As a California resident, your assets are not subject to state estate taxes after you die. However, there may be other laws or taxes that apply to your estate after your passing, so it is important that you recognize and understand your obligations.
Estate tax and inheritance tax are different, but as a California resident, neither applies to you. Depending on the value of your property, though, you may still have to pay a federal estate tax.
Recognizing federal estate tax obligations
Per SmartAsset, whether you must pay federal estate tax after your passing depends on if the value of your estate exceeds the federal exemption amount in place that year. This amount tends to change from one year to the next.
In 2018, you would have had to pay federal estate taxes if your estate’s value exceeded $11,180,000. In 2019, you would have had to do the same if your estate’s value exceeded $11,400,000, and in 2020, you would have to do so if your estate was worth $11,580,000 or more.
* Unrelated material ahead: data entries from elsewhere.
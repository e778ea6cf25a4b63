// web-server/src/lib.rs
pub mod api;
pub mod error;
pub mod extension;
pub mod identity;
pub mod static_files;

use actix_web::web;

/// API scope plus the extension socket. Static files are registered
/// separately since they must come last.
pub fn configure(cfg: &mut web::ServiceConfig) {
    cfg.configure(api::configure).configure(extension::configure);
}
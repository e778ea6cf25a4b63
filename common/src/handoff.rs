// common/src/handoff.rs
//! Token handoff between the page and the browser extension.
//!
//! Both sides talk over a [`WindowBus`], the server-side stand-in for a
//! browser window's `postMessage` channel. Every listener sees every message
//! and must filter on the sender's origin itself. Requests carry a fresh
//! `request_id` and only a response echoing it settles the handoff.
use std::time::Duration;

use serde_json::Value;
use tokio::sync::broadcast;
use tokio::sync::broadcast::error::RecvError;
use uuid::Uuid;

use crate::error::{AppError, HandoffFailure, DEFAULT_HANDOFF_FAILURE};
use crate::messages::{ExtensionRequest, ExtensionResponse, WindowMessage, EXTENSION_RESPONSE_TYPE};

const BUS_CAPACITY: usize = 64;

/// Same-origin message bus shared by a page and the extension
pub struct WindowBus {
    origin: String,
    sender: broadcast::Sender<WindowMessage>,
}

impl WindowBus {
    pub fn new(origin: impl Into<String>) -> Self {
        let (sender, _) = broadcast::channel(BUS_CAPACITY);
        Self {
            origin: origin.into(),
            sender,
        }
    }

    /// Origin of the window this bus belongs to
    pub fn origin(&self) -> &str {
        &self.origin
    }

    pub fn subscribe(&self) -> broadcast::Receiver<WindowMessage> {
        self.sender.subscribe()
    }

    /// Register a listener; it is removed when dropped
    pub fn listen(&self) -> Listener {
        Listener {
            receiver: self.subscribe(),
        }
    }

    pub fn listener_count(&self) -> usize {
        self.sender.receiver_count()
    }

    /// Deliver `data` from `sender_origin` to every listener.
    ///
    /// Like `window.postMessage`, nothing is delivered unless
    /// `target_origin` is this window's origin. Returns the number of
    /// listeners reached.
    pub fn post(&self, sender_origin: &str, data: Value, target_origin: &str) -> Result<usize, AppError> {
        if target_origin != self.origin {
            return Err(AppError::Protocol(format!(
                "refusing to deliver to {} from a window on {}",
                target_origin, self.origin
            )));
        }

        let message = WindowMessage {
            origin: sender_origin.to_string(),
            data,
        };

        // No listeners is not an error, the message just goes nowhere
        Ok(self.sender.send(message).unwrap_or(0))
    }
}

/// A registered bus listener
pub struct Listener {
    receiver: broadcast::Receiver<WindowMessage>,
}

impl Listener {
    /// Next message, or `None` once the bus is gone
    pub async fn recv(&mut self) -> Option<WindowMessage> {
        loop {
            match self.receiver.recv().await {
                Ok(message) => return Some(message),
                Err(RecvError::Lagged(skipped)) => {
                    tracing::warn!("Window listener lagged, skipped {} messages", skipped);
                }
                Err(RecvError::Closed) => return None,
            }
        }
    }
}

impl Drop for Listener {
    fn drop(&mut self) {
        tracing::trace!("Window listener released");
    }
}

/// Hand `token` to the extension listening on `bus` and wait for it to
/// confirm storage.
///
/// The listener is registered and the timer armed before the request is
/// posted. Both are released exactly once when this returns, on every path.
pub async fn hand_off(
    bus: &WindowBus,
    page_origin: &str,
    token: &str,
    timeout: Duration,
) -> Result<(), AppError> {
    let mut listener = bus.listen();
    let deadline = tokio::time::sleep(timeout);
    tokio::pin!(deadline);

    let request = ExtensionRequest::store_token(token);
    let request_id = request.request_id;

    bus.post(page_origin, serde_json::to_value(&request)?, page_origin)?;
    tracing::info!("Token handoff {} posted, waiting up to {:?}", request_id, timeout);

    loop {
        tokio::select! {
            _ = &mut deadline => {
                tracing::warn!("Token handoff {} timed out", request_id);
                return Err(HandoffFailure::TimedOut.into());
            }
            message = listener.recv() => {
                let Some(message) = message else {
                    // Bus torn down, nobody is left to answer
                    (&mut deadline).await;
                    return Err(HandoffFailure::TimedOut.into());
                };

                if let Some(response) = match_response(&message, page_origin, request_id) {
                    return settle(request_id, response);
                }
            }
        }
    }
}

/// The response to `request_id`, if `message` is one
fn match_response(message: &WindowMessage, page_origin: &str, request_id: Uuid) -> Option<ExtensionResponse> {
    if message.origin != page_origin {
        return None;
    }
    if message.kind() != Some(EXTENSION_RESPONSE_TYPE) {
        return None;
    }

    match serde_json::from_value::<ExtensionResponse>(message.data.clone()) {
        Ok(response) if response.request_id == request_id => Some(response),
        Ok(response) => {
            tracing::debug!("Ignoring extension response for request {}", response.request_id);
            None
        }
        Err(e) => {
            tracing::debug!("Ignoring malformed extension response: {}", e);
            None
        }
    }
}

fn settle(request_id: Uuid, response: ExtensionResponse) -> Result<(), AppError> {
    if response.success {
        tracing::info!("Extension stored token for handoff {}", request_id);
        return Ok(());
    }

    let reason = response
        .error
        .filter(|e| !e.is_empty())
        .unwrap_or_else(|| DEFAULT_HANDOFF_FAILURE.to_string());
    tracing::warn!("Extension rejected handoff {}: {}", request_id, reason);
    Err(HandoffFailure::Rejected(reason).into())
}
How much of your wealth might you stand to lose to federal estate taxes? It depends, but at the high end, you may have your estate taxed by as much as 40%.
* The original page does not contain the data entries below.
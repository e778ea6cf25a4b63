// web-server/src/api/mod.rs
pub mod billing;
pub mod dashboard;
pub mod extension;
pub mod knowledge;
pub mod token;

use actix_web::{web, HttpRequest};
use async_trait::async_trait;
use common::backend::{BackendClient, TokenSource};
use common::models::Session;
use common::{AppError, Config};
use std::sync::Arc;

use crate::error::ApiError;
use crate::identity::{authenticate, IdentityProvider};

pub fn configure(cfg: &mut web::ServiceConfig) {
    cfg.service(
        web::scope("/api")
            .service(token::get_token)
            .service(billing::billing_portal)
            .service(dashboard::usage)
            .service(dashboard::usage_stream)
            .service(dashboard::get_tone)
            .service(dashboard::set_tone)
            .service(extension::connect)
            .service(knowledge::ensure_company)
            .service(knowledge::overview)
            .service(knowledge::list_documents)
            .service(knowledge::get_document)
            .service(knowledge::delete_document)
            .service(knowledge::upload_document)
            .service(knowledge::upload_url)
            .service(knowledge::get_voice_settings)
            .service(knowledge::update_voice_settings)
    );
}

/// Mints a fresh bearer token for an already verified session on every
/// call, the same way `GET /api/token` does
pub struct SessionTokenSource {
    identity: Arc<dyn IdentityProvider>,
    session: Session,
}

impl SessionTokenSource {
    pub fn new(identity: Arc<dyn IdentityProvider>, session: Session) -> Self {
        Self { identity, session }
    }
}

#[async_trait]
impl TokenSource for SessionTokenSource {
    async fn bearer_token(&self) -> Result<String, AppError> {
        self.identity
            .issue_token(&self.session)
            .await?
            .ok_or(AppError::TokenUnavailable)
    }
}

/// Backend client acting as the user behind `req`. Only the session is
/// checked here; tokens are minted lazily, per backend call.
pub(crate) async fn backend_for(
    req: &HttpRequest,
    identity: &web::Data<dyn IdentityProvider>,
    http: &web::Data<reqwest::Client>,
    config: &web::Data<Config>,
) -> Result<BackendClient<SessionTokenSource>, ApiError> {
    let session = authenticate(req, identity.get_ref()).await?;
    let tokens = SessionTokenSource::new(identity.clone().into_inner(), session);
    Ok(BackendClient::new(http.get_ref().clone(), &config.backend_url, tokens))
}
// common/src/models/session.rs
use chrono::{DateTime, Duration, SecondsFormat, Utc};
use serde::{Deserialize, Serialize};

/// Validity advertised to clients alongside a fresh token. Informational
/// only; the token's own expiry may be shorter.
pub const ADVERTISED_TOKEN_LIFETIME_HOURS: i64 = 24;

/// A verified identity-provider session
#[derive(Debug, Clone, PartialEq, Eq, Serialize, Deserialize)]
pub struct Session {
    pub user_id: String,
    pub session_id: String,
    pub expires_at: DateTime<Utc>,
}

impl Session {
    pub fn is_expired(&self) -> bool {
        Utc::now() >= self.expires_at
    }
}

/// Body of `GET /api/token`
#[derive(Debug, Clone, PartialEq, Eq, Serialize, Deserialize)]
#[serde(rename_all = "camelCase")]
pub struct TokenResponse {
    pub token: String,
    pub user_id: String,
    pub expires_at: String,
}

impl TokenResponse {
    pub fn issued_at(token: String, user_id: String, now: DateTime<Utc>) -> Self {
        let expires_at = now + Duration::hours(ADVERTISED_TOKEN_LIFETIME_HOURS);
        Self {
            token,
            user_id,
            expires_at: expires_at.to_rfc3339_opts(SecondsFormat::Millis, true),
        }
    }
}

/// Error body used by every JSON route
#[derive(Debug, Clone, PartialEq, Eq, Serialize, Deserialize)]
pub struct ErrorBody {
    pub error: String,
}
Reducing the value of your estate
You may be able to take certain estate planning steps to reduce your federal estate tax obligations. By gifting your kids, grandkids or other loved ones up to $12,000 of your estate every year, you may be able to lower the value of your estate enough to avoid paying federal estate taxes.
You may also be able to use a trust to lower your estate’s value. For example, placing assets into an irrevocable life insurance trust may reduce the size of your estate until it is low enough to forestall federal estate taxes.
There are numerous other steps that may also reduce your estate tax burden and help you maintain more control over everything you worked hard to amass. It is also important to revisit your estate plan periodically because major life changes have the capacity to impact the value of your estate.